April 5, 2012 — -- The popular SD card -- a format of memory card used in digital cameras, smartphones and other devices -- may gain wireless capabilities if a legal dispute can be resolved.

Perhaps the most dramatic media format war that played out over the past decade was HD-DVD versus Blu-ray. But another major battle was for a removable flash memory card standard. In response to Memory Stick, which Sony launched in 1998, SanDisk, Toshiba, and Panasonic launched the Secure Digital (SD) card in 2000.

Since then, SD has become the dominant memory card format used in products such as digital cameras. It and its successor formats were responsible for 52 percent of memory card units sold in 2011, according to The NPD Group's Retail Tracking Service. SD has become so popular that in 2009 Apple finally added an SD card slot to its notebooks and these days even Sony not only supports the use of SD cards in many of its electronics products, but sells Sony-branded SD cards.

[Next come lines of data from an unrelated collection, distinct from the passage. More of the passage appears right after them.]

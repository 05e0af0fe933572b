//  Copyright 2025 Hive Project Authors
//
//  Licensed under the Apache License, Version 2.0 (the "License");
//  you may not use this file except in compliance with the License.
//  You may obtain a copy of the License at
//
//  http://www.apache.org/licenses/LICENSE-2.0
//
//  Unless required by applicable law or agreed to in writing, software
//  distributed under the License is distributed on an "AS IS" BASIS,
//  WITHOUT WARRANTIES OR CONDITIONS OF ANY KIND, either express or implied.
//  See the License for the specific language governing permissions and
//  limitations under the License.

use std::fmt::Debug;

use bytes::Bytes;

/// An immutable snapshot of cached bytes.
///
/// Cloning a [`ByteView`] is cheap and shares the underlying buffer. No method
/// hands out mutable access, so a view read from a cache can never alter what
/// later readers observe. Use [`ByteView::to_vec`] for an owned copy.
#[derive(Clone, Default, PartialEq, Eq, Hash)]
pub struct ByteView(Bytes);

impl ByteView {
    /// Length of the viewed bytes.
    pub fn len(&self) -> usize {
        self.0.len()
    }

    pub fn is_empty(&self) -> bool {
        self.0.is_empty()
    }

    pub fn as_slice(&self) -> &[u8] {
        &self.0
    }

    /// Copy the viewed bytes into an owned vector.
    pub fn to_vec(&self) -> Vec<u8> {
        self.0.to_vec()
    }

    pub fn into_bytes(self) -> Bytes {
        self.0
    }
}

impl Debug for ByteView {
    fn fmt(&self, f: &mut std::fmt::Formatter<'_>) -> std::fmt::Result {
        f.debug_struct("ByteView").field("len", &self.len()).finish()
    }
}

impl AsRef<[u8]> for ByteView {
    fn as_ref(&self) -> &[u8] {
        &self.0
    }
}

impl From<Bytes> for ByteView {
    fn from(bytes: Bytes) -> Self {
        Self(bytes)
    }
}

impl From<Vec<u8>> for ByteView {
    fn from(bytes: Vec<u8>) -> Self {
        Self(Bytes::from(bytes))
    }
}

impl From<&[u8]> for ByteView {
    fn from(bytes: &[u8]) -> Self {
        Self(Bytes::copy_from_slice(bytes))
    }
}

impl From<&str> for ByteView {
    fn from(s: &str) -> Self {
        Self(Bytes::copy_from_slice(s.as_bytes()))
    }
}

#[cfg(test)]
mod tests {
    use super::*;

    #[test]
    fn test_snapshot_is_immutable() {
        let view = ByteView::from("630");

        let mut copy = view.to_vec();
        copy[0] = b'9';

        assert_eq!(view.as_slice(), b"630");
        assert_eq!(view.clone().as_slice(), b"630");
    }

    #[test]
    fn test_clone_shares_buffer() {
        let view = ByteView::from(vec![1u8, 2, 3]);
        let clone = view.clone();

        assert_eq!(view, clone);
        assert_eq!(clone.len(), 3);
        assert!(!clone.is_empty());
    }

    #[test]
    fn test_empty() {
        let view = ByteView::default();
        assert_eq!(view.len(), 0);
        assert!(view.is_empty());
    }
}
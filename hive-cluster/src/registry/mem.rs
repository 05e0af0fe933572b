//  Copyright 2025 Hive Project Authors
//
//  Licensed under the Apache License, Version 2.0 (the "License");
//  you may not use this file except in compliance with the License.
//  You may obtain a copy of the License at
//
//  http://www.apache.org/licenses/LICENSE-2.0
//
//  Unless required by applicable law or agreed to in writing, software
//  distributed under the License is distributed on an "AS IS" BASIS,
//  WITHOUT WARRANTIES OR CONDITIONS OF ANY KIND, either express or implied.
//  See the License for the specific language governing permissions and
//  limitations under the License.

use std::collections::BTreeMap;

use async_trait::async_trait;
use futures::StreamExt;
use hive_common::Result;
use parking_lot::Mutex;
use tokio::sync::broadcast;
use tokio_stream::wrappers::BroadcastStream;
use tokio_util::sync::CancellationToken;

use super::{EventStream, Registry, RegistryEvent};

const EVENT_BUFFER: usize = 256;

/// An in-process [`Registry`] for tests and single-process clusters.
///
/// Cancellation stands in for lease expiry: a registered key lives exactly
/// until its cancellation token fires.
pub struct MemoryRegistry {
    entries: Mutex<BTreeMap<String, String>>,
    events: broadcast::Sender<RegistryEvent>,
}

impl Default for MemoryRegistry {
    fn default() -> Self {
        Self::new()
    }
}

impl MemoryRegistry {
    pub fn new() -> Self {
        let (events, _) = broadcast::channel(EVENT_BUFFER);
        Self {
            entries: Mutex::new(BTreeMap::new()),
            events,
        }
    }

    pub fn len(&self) -> usize {
        self.entries.lock().len()
    }

    pub fn is_empty(&self) -> bool {
        self.entries.lock().is_empty()
    }
}

#[async_trait]
impl Registry for MemoryRegistry {
    async fn register(&self, key: &str, value: &str, cancel: CancellationToken) -> Result<()> {
        self.entries
            .lock()
            .insert(key.to_owned(), value.to_owned());
        let _ = self.events.send(RegistryEvent::Put(key.to_owned()));

        cancel.cancelled().await;

        self.entries.lock().remove(key);
        let _ = self.events.send(RegistryEvent::Delete(key.to_owned()));
        Ok(())
    }

    async fn snapshot(&self, prefix: &str) -> Result<Vec<String>> {
        let entries = self.entries.lock();
        Ok(entries
            .range(prefix.to_owned()..)
            .take_while(|(key, _)| key.starts_with(prefix))
            .map(|(key, _)| key.clone())
            .collect())
    }

    async fn watch(&self, prefix: &str) -> Result<EventStream> {
        let prefix = prefix.to_owned();
        let stream = BroadcastStream::new(self.events.subscribe()).filter_map(move |event| {
            futures::future::ready(match event {
                Ok(event) if event.key().starts_with(&prefix) => Some(event),
                // A lagged receiver skips events; the agent repairs through
                // its next full sync.
                _ => None,
            })
        });
        Ok(stream.boxed())
    }
}
//  Copyright 2025 Hive Project Authors
//
//  Licensed under the Apache License, Version 2.0 (the "License");
//  you may not use this file except in compliance with the License.
//  You may obtain a copy of the License at
//
//  http://www.apache.org/licenses/LICENSE-2.0
//
//  Unless required by applicable law or agreed to in writing, software
//  distributed under the License is distributed on an "AS IS" BASIS,
//  WITHOUT WARRANTIES OR CONDITIONS OF ANY KIND, either express or implied.
//  See the License for the specific language governing permissions and
//  limitations under the License.

use std::time::Duration;

use async_trait::async_trait;
use futures::{SinkExt, StreamExt};
use hive_common::{peers::PeerClient, ByteView, Error, Result};
use tokio::net::TcpStream;

use crate::proto::{self, Request, Response, Transport};

pub const RPC_TIMEOUT: Duration = Duration::from_secs(10);

/// An RPC handle bound to one peer address.
///
/// The connection is established lazily on the first call and kept for later
/// ones; requests on it are serialized. Any transport failure or missed
/// deadline tears the link down so the next call redials, and surfaces as
/// [`Error::Peer`] — owners are never silently substituted by a local load.
pub struct RemoteClient {
    addr: String,
    timeout: Duration,
    conn: tokio::sync::Mutex<Option<Transport>>,
}

impl RemoteClient {
    pub fn new(addr: impl Into<String>) -> Self {
        Self::with_timeout(addr, RPC_TIMEOUT)
    }

    pub fn with_timeout(addr: impl Into<String>, timeout: Duration) -> Self {
        Self {
            addr: addr.into(),
            timeout,
            conn: tokio::sync::Mutex::new(None),
        }
    }

    async fn call(&self, request: Request) -> Result<Response> {
        let mut conn = self.conn.lock().await;
        match tokio::time::timeout(self.timeout, Self::roundtrip(&self.addr, &mut conn, &request))
            .await
        {
            Ok(result) => result,
            Err(_) => {
                *conn = None;
                Err(Error::Peer(format!("{}: deadline exceeded", self.addr)))
            }
        }
    }

    /// Take the link out of the slot for the duration of the exchange; it is
    /// only put back once the response arrived, so every failure path leaves
    /// the slot empty and the next call redials.
    async fn roundtrip(
        addr: &str,
        conn: &mut Option<Transport>,
        request: &Request,
    ) -> Result<Response> {
        let mut link = match conn.take() {
            Some(link) => link,
            None => {
                let stream = TcpStream::connect(addr)
                    .await
                    .map_err(|e| Error::Peer(format!("{addr}: connect: {e}")))?;
                proto::transport(stream)
            }
        };

        link.send(proto::encode(request)?)
            .await
            .map_err(|e| Error::Peer(format!("{addr}: send: {e}")))?;

        let response = match link.next().await {
            Some(Ok(frame)) => proto::decode::<Response>(&frame)?,
            Some(Err(e)) => return Err(Error::Peer(format!("{addr}: recv: {e}"))),
            None => return Err(Error::Peer(format!("{addr}: connection closed"))),
        };

        *conn = Some(link);
        Ok(response)
    }
}

#[async_trait]
impl PeerClient for RemoteClient {
    fn addr(&self) -> &str {
        &self.addr
    }

    async fn fetch(&self, group: &str, key: &str) -> Result<ByteView> {
        let request = Request::Get {
            group: group.to_owned(),
            key: key.to_owned(),
        };
        match self.call(request).await? {
            Response::Value(bytes) => Ok(ByteView::from(bytes)),
            Response::Error(message) => Err(Error::Peer(format!("{}: {message}", self.addr))),
            other => Err(Error::Peer(format!(
                "{}: unexpected response: {other:?}",
                self.addr
            ))),
        }
    }

    async fn evict(&self, group: &str, key: &str) -> Result<bool> {
        let request = Request::Delete {
            group: group.to_owned(),
            key: key.to_owned(),
        };
        match self.call(request).await? {
            Response::Deleted(found) => Ok(found),
            Response::Error(message) => Err(Error::Peer(format!("{}: {message}", self.addr))),
            other => Err(Error::Peer(format!(
                "{}: unexpected response: {other:?}",
                self.addr
            ))),
        }
    }
}
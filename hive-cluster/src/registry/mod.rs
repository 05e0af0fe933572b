//  Copyright 2025 Hive Project Authors
//
//  Licensed under the Apache License, Version 2.0 (the "License");
//  you may not use this file except in compliance with the License.
//  You may obtain a copy of the License at
//
//  http://www.apache.org/licenses/LICENSE-2.0
//
//  Unless required by applicable law or agreed to in writing, software
//  distributed under the License is distributed on an "AS IS" BASIS,
//  WITHOUT WARRANTIES OR CONDITIONS OF ANY KIND, either express or implied.
//  See the License for the specific language governing permissions and
//  limitations under the License.

//! Service discovery over a watchable ordered key-value store.
//!
//! Peers register themselves under `"{service}/{addr}"` with a lease that
//! outlives them by at most [`LEASE_TTL`], and discover each other by a
//! prefix snapshot plus a prefix watch. The [`Registry`] trait is the seam:
//! the `etcd` feature binds it to etcd, and [`mem::MemoryRegistry`] drives
//! single-process clusters and tests.

#[cfg(feature = "etcd")]
pub mod etcd;
pub mod mem;

use std::time::Duration;

use async_trait::async_trait;
use futures::stream::BoxStream;
use hive_common::Result;
use tokio_util::sync::CancellationToken;

/// How long a registered key survives its peer.
pub const LEASE_TTL: Duration = Duration::from_secs(5);

/// Deadline for full-sync snapshot reads.
pub const SNAPSHOT_TIMEOUT: Duration = Duration::from_secs(3);

/// A change under a watched prefix. Carries the full registry key.
#[derive(Debug, Clone, PartialEq, Eq)]
pub enum RegistryEvent {
    Put(String),
    Delete(String),
}

impl RegistryEvent {
    pub fn key(&self) -> &str {
        match self {
            Self::Put(key) | Self::Delete(key) => key,
        }
    }
}

pub type EventStream = BoxStream<'static, RegistryEvent>;

/// A watchable ordered key-value store.
#[async_trait]
pub trait Registry: Send + Sync + 'static {
    /// Register `key` with `value` under a lease and keep it alive until
    /// `cancel` fires, then deregister. Returns early on lease loss.
    async fn register(&self, key: &str, value: &str, cancel: CancellationToken) -> Result<()>;

    /// The keys currently present under `prefix`.
    async fn snapshot(&self, prefix: &str) -> Result<Vec<String>>;

    /// Open a stream of changes under `prefix`, starting from now. To avoid
    /// losing events, consumers open the watch first and reconcile a
    /// snapshot afterwards; duplicated puts must therefore be idempotent.
    async fn watch(&self, prefix: &str) -> Result<EventStream>;
}

/// Connection surface of a remote registry.
#[derive(Debug, Clone)]
pub struct RegistryConfig {
    pub endpoints: Vec<String>,
    pub dial_timeout: Duration,
}

impl Default for RegistryConfig {
    fn default() -> Self {
        Self {
            endpoints: vec!["http://127.0.0.1:2379".to_string()],
            dial_timeout: Duration::from_secs(3),
        }
    }
}
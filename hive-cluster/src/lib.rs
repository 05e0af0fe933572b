//  Copyright 2025 Hive Project Authors
//
//  Licensed under the Apache License, Version 2.0 (the "License");
//  you may not use this file except in compliance with the License.
//  You may obtain a copy of the License at
//
//  http://www.apache.org/licenses/LICENSE-2.0
//
//  Unless required by applicable law or agreed to in writing, software
//  distributed under the License is distributed on an "AS IS" BASIS,
//  WITHOUT WARRANTIES OR CONDITIONS OF ANY KIND, either express or implied.
//  See the License for the specific language governing permissions and
//  limitations under the License.

pub mod addr;
pub mod client;
pub mod picker;
pub mod proto;
pub mod registry;
pub mod ring;
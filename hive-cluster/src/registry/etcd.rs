//  Copyright 2025 Hive Project Authors
//
//  Licensed under the Apache License, Version 2.0 (the "License");
//  you may not use this file except in compliance with the License.
//  You may obtain a copy of the License at
//
//  http://www.apache.org/licenses/LICENSE-2.0
//
//  Unless required by applicable law or agreed to in writing, software
//  distributed under the License is distributed on an "AS IS" BASIS,
//  WITHOUT WARRANTIES OR CONDITIONS OF ANY KIND, either express or implied.
//  See the License for the specific language governing permissions and
//  limitations under the License.

use async_trait::async_trait;
use etcd_client::{Client, ConnectOptions, EventType, GetOptions, PutOptions, WatchOptions};
use futures::StreamExt;
use hive_common::{Error, Result};
use tokio::sync::mpsc;
use tokio_stream::wrappers::ReceiverStream;
use tokio_util::sync::CancellationToken;

use super::{EventStream, Registry, RegistryConfig, RegistryEvent, LEASE_TTL};

const WATCH_BUFFER: usize = 64;

fn registry_err(e: etcd_client::Error) -> Error {
    Error::Registry(e.to_string())
}

/// A [`Registry`] backed by etcd.
pub struct EtcdRegistry {
    client: Client,
}

impl EtcdRegistry {
    pub async fn connect(config: RegistryConfig) -> Result<Self> {
        let options = ConnectOptions::new().with_connect_timeout(config.dial_timeout);
        let client = Client::connect(config.endpoints.clone(), Some(options))
            .await
            .map_err(registry_err)?;
        Ok(Self { client })
    }
}

#[async_trait]
impl Registry for EtcdRegistry {
    async fn register(&self, key: &str, value: &str, cancel: CancellationToken) -> Result<()> {
        let mut client = self.client.clone();

        let lease = client
            .lease_grant(LEASE_TTL.as_secs() as i64, None)
            .await
            .map_err(registry_err)?;
        let lease_id = lease.id();
        client
            .put(key, value, Some(PutOptions::new().with_lease(lease_id)))
            .await
            .map_err(registry_err)?;

        let (mut keeper, mut responses) =
            client.lease_keep_alive(lease_id).await.map_err(registry_err)?;
        let mut heartbeat = tokio::time::interval(LEASE_TTL / 3);
        heartbeat.tick().await;

        loop {
            tokio::select! {
                _ = cancel.cancelled() => break,
                _ = heartbeat.tick() => {
                    keeper.keep_alive().await.map_err(registry_err)?;
                    match responses.message().await.map_err(registry_err)? {
                        Some(response) if response.ttl() > 0 => {}
                        _ => return Err(Error::Registry(format!("lease {lease_id} expired"))),
                    }
                }
            }
        }

        client.lease_revoke(lease_id).await.map_err(registry_err)?;
        Ok(())
    }

    async fn snapshot(&self, prefix: &str) -> Result<Vec<String>> {
        let mut client = self.client.clone();
        let response = client
            .get(prefix, Some(GetOptions::new().with_prefix()))
            .await
            .map_err(registry_err)?;

        let mut keys = Vec::with_capacity(response.kvs().len());
        for kv in response.kvs() {
            keys.push(kv.key_str().map_err(registry_err)?.to_owned());
        }
        Ok(keys)
    }

    async fn watch(&self, prefix: &str) -> Result<EventStream> {
        let mut client = self.client.clone();
        let (watcher, mut responses) = client
            .watch(prefix, Some(WatchOptions::new().with_prefix()))
            .await
            .map_err(registry_err)?;

        let (tx, rx) = mpsc::channel(WATCH_BUFFER);
        tokio::spawn(async move {
            // The watcher handle must outlive the stream or etcd cancels it.
            let _watcher = watcher;
            while let Ok(Some(response)) = responses.message().await {
                for event in response.events() {
                    let Some(kv) = event.kv() else {
                        continue;
                    };
                    let Ok(key) = kv.key_str() else {
                        continue;
                    };
                    let event = match event.event_type() {
                        EventType::Put => RegistryEvent::Put(key.to_owned()),
                        EventType::Delete => RegistryEvent::Delete(key.to_owned()),
                    };
                    if tx.send(event).await.is_err() {
                        return;
                    }
                }
            }
        });
        Ok(ReceiverStream::new(rx).boxed())
    }
}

SD has gone through many changes over the years. Naturally, the capacity has continued to grow. The latest version -- SDXC -- can support up to two terabytes of data although there are no such cards on the market today. The cards have also gotten faster. Class 10 SD cards can transfer data at up to 10 megabytes per second, fast enough to store Blu-ray quality HD video captured from a camcorder.

And follow-ons to the SD card format have gotten smaller as well. A few years after the announcement of MiniSD, the SD association announced MicroSD, the tiny memory cards that are now used in many smartphones.

Perhaps more fundamentally, the way SD cards are used has changed as well. Originally, SD and its competitors were used as transitional storage, a floppy disk replacement that could be used to exchange data between devices. This certainly still holds true, particularly for digital cameras. However, most models of smartphones that use MicroSD cards have the slots under the battery cover where they are less convenient to swap in and out.

This makes it more difficult for a casual thief to steal a MicroSD card or for it to pop out if the phone is dropped. But it is also because consumers have turned to e-mail and cloud services such as Dropbox to exchange files. MicroSD has become more of a flexible way to expand a phone's internal memory.

At CES 2012, the SD Association announced what would be the biggest change to SD since its creation, the ability to create standard SD cards that include a Wi-Fi radio. This would allow just about any device that supports SD cards to communicate with other nearby devices wirelessly. A digital picture frame with such a card, for example, could receive photos from a digital camera with such a card, or virtually any smartphone, tablet, or notebook. It might also be a way to offer Internet access for televisions or car stereos that can't access such networks today.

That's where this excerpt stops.